Flip model/tiny/registry.json fr_regressor_v2 row from smoke: true to smoke: false, ship the trained ONNX (sha256 67934b0b61c73eb852d84ffb34e3333756e8da2530179ecc830336133e63e69e, 13,674 bytes), and freeze the input contract:

  • Input shape: 6 canonical libvmaf features (adm2, vif_scale0..3, motion2, StandardScaler-normalised) + 14-D codec block (12-way encoder one-hot per ENCODER_VOCAB v2 + preset_norm + crf_norm).
  • Output: scalar VMAF teacher score.
  • MLP shape: 6 → 32 → 32 → 32 → 1 with codec block concatenated before the first dense layer (matches FRRegressor num_codecs=12).
  • Production default stays vmaf_tiny_v2 per the tiny-AI ladder; fr_regressor_v2 is a teacher-score predictor for vmaf-tune Phase B+ workflows, not the runtime VMAF replacement.

Alternatives considered

Option Pros Cons Verdict
Ship at LOSO PLCC 0.9681 (chosen) Clears 0.95 gate; ready now; corpus available OldTownCross outlier (0.9183); SW encoders not in training set Selected — gate cleared, caveats documented
Wait for SW-encoder corpus Wider generalisation Blocks vmaf-tune Phase B until SW-sweep ships (~hours) Rejected — gate clears now, SW sweep tracked as T-FR-V2-SW-CORPUS
Larger MLP (64-64-64-1) Higher in-sample fit Marginal LOSO gain on 216 cells; overfit risk Rejected — 32-32-32 fits 0.95 with margin
Per-frame regressor instead of per-cell Uses all 33,840 rows Wrong contract — fr_regressor_v2 emits per-cell teacher score Rejected — per-frame is vmaf_tiny_v3/v4 territory

Consequences

  • Visible behaviour: callers that load fr_regressor_v2 via the registry now get a real model, not a smoke graph.

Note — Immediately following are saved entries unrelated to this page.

/// Wire protocol messages for the captioning service
///
/// JSON text frames tagged by a `type` field, exchanged over a WebSocket.
/// The session protocol: the client opens a stream with `start_stream`, the
/// service acknowledges with `stream_started {session_id}`, audio flows as
/// fire-and-forget `audio_chunk` messages tagged with that session id, and
/// caption events come back keyed by caption id.
use serde::{Deserialize, Serialize};

use crate::captions::Caption;

// ============================================================================
// Client -> Server Messages
// ============================================================================

/// Messages sent from the client to the captioning service
#[derive(Serialize, Deserialize, Debug, Clone, PartialEq)]
#[serde(tag = "type")]
pub enum ClientMessage {
    /// Open a captioning session
    #[serde(rename = "start_stream")]
    StartStream {
        /// Source language code (e.g. "en-IN")
        source_language: String,
        /// Target language code for translation (e.g. "hi")
        target_language: String,
        /// Whether the service should also produce simplified captions
        simplify: bool,
    },

    /// One transport-encoded audio frame (fire-and-forget)
    #[serde(rename = "audio_chunk")]
    AudioChunk {
        /// Session the chunk belongs to
        session_id: String,
        /// Base64-encoded PCM audio data (i16 little-endian)
        audio: String,
    },

    /// Close the captioning session (fire-and-forget)
    #[serde(rename = "stop_stream")]
    StopStream {
        /// Session to stop
        session_id: String,
    },
}

impl ClientMessage {
    /// Create a session-start request
    pub fn start_stream(
        source_language: impl Into<String>,
        target_language: impl Into<String>,
        simplify: bool,
    ) -> Self {
        Self::StartStream {
            source_language: source_language.into(),
            target_language: target_language.into(),
            simplify,
        }
    }

    /// Create an audio chunk message for the given session
    pub fn audio_chunk(session_id: impl Into<String>, audio: impl Into<String>) -> Self {
        Self::AudioChunk {
            session_id: session_id.into(),
            audio: audio.into(),
        }
    }

    /// Create a session-stop notification
    pub fn stop_stream(session_id: impl Into<String>) -> Self {
        Self::StopStream {
            session_id: session_id.into(),
        }
    }
}

// ============================================================================
// Server -> Client Messages
// ============================================================================

/// Messages received from the captioning service
///
/// Uses serde's tagged enum feature to deserialize based on the `type`
/// field, replacing string-compared event dispatch with exhaustive matching.
#[derive(Deserialize, Serialize, Debug, Clone, PartialEq)]
#[serde(tag = "type")]
pub enum ServerMessage {
    /// Greeting emitted by the service on connect; informational only
    #[serde(rename = "connected")]
    Connected {
        /// Optional human-readable greeting
        #[serde(default)]
        message: Option<String>,
    },

    /// The session has been opened
    #[serde(rename = "stream_started")]
    StreamStarted {
        /// Server-assigned opaque session identifier
        session_id: String,
    },

    /// A new caption for a recognized utterance
    #[serde(rename = "caption_result")]
    CaptionResult(Caption),

    /// Partial update for a previously delivered caption
    #[serde(rename = "caption_update")]
    CaptionUpdate(CaptionUpdate),

    /// Acknowledgement of `stop_stream`; informational only
    #[serde(rename = "stream_stopped")]
    StreamStopped {
        /// Optional status text
        #[serde(default)]
        status: Option<String>,
    },

    /// Error reported by the service
    #[serde(rename = "error")]
    Error {
        /// Error message description
        message: String,
    },
}

impl ServerMessage {
    /// Get the session ID if this is a stream-started message
    pub fn session_id(&self) -> Option<&str> {
        match self {
            ServerMessage::StreamStarted { session_id } => Some(session_id),
            _ => None,
        }
    }

    /// Check if this is a caption message (result or update)
    pub fn is_caption(&self) -> bool {
        matches!(
            self,
            ServerMessage::CaptionResult(_) | ServerMessage::CaptionUpdate(_)
        )
    }

    /// Get the error message if this is an error
    pub fn error_message(&self) -> Option<&str> {
        match self {
            ServerMessage::Error { message } => Some(message),
            _ => None,
        }
    }
}

/// Partial caption update keyed by caption id
///
/// Only the fields present override the stored caption; absent fields are
/// preserved by the merge.
#[derive(Deserialize, Serialize, Debug, Clone, PartialEq, Default)]
pub struct CaptionUpdate {
    /// Identity of the caption being updated
    pub id: String,

    /// Replacement original text, if re-recognized
    #[serde(default, skip_serializing_if = "Option::is_none")]
    pub original: Option<String>,

    /// Translated text, delivered when translation completes
    #[serde(default, skip_serializing_if = "Option::is_none")]
    pub translated: Option<String>,

    /// Simplified text, delivered when simplification completes
    #[serde(default, skip_serializing_if = "Option::is_none")]
    pub simplified: Option<String>,
}

impl CaptionUpdate {
    /// Create an empty update for the given caption id
    pub fn new(id: impl Into<String>) -> Self {
        Self {
            id: id.into(),
            ..Default::default()
        }
    }

    /// Set the translated text
    pub fn with_translated(mut self, text: impl Into<String>) -> Self {
        self.translated = Some(text.into());
        self
    }

    /// Set the simplified text
    pub fn with_simplified(mut self, text: impl Into<String>) -> Self {
        self.simplified = Some(text.into());
        self
    }
}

Existing vmaf-tune Phase A consumers (ADR-0237) gain a usable teacher predictor without re-encoding.
  • Backlog cleared: removes "smoke-only fr_regressor_v2" from the smoke-checkpoint list.
  • Open follow-up: T-FR-V2-SW-CORPUS — re-train once the software-encoder sweep produces canonical-6 features for x264/x265/ svtav1/vvenc/vpx-vp9.

References

  • req (2026-05-05, popup): "v2-PROD trained — LOSO PLCC=0.9681 PASS. What now?" → "Both — ship v2-PROD + continue queue" (selected).
  • Research-0067 — LOSO eval results, reproducer, caveats.
  • ADR-0235 — defines the 0.95 LOSO PLCC ship gate.
  • ADR-0272 — smoke scaffold this ADR supersedes.
  • ADR-0237 — Phase A corpus contract.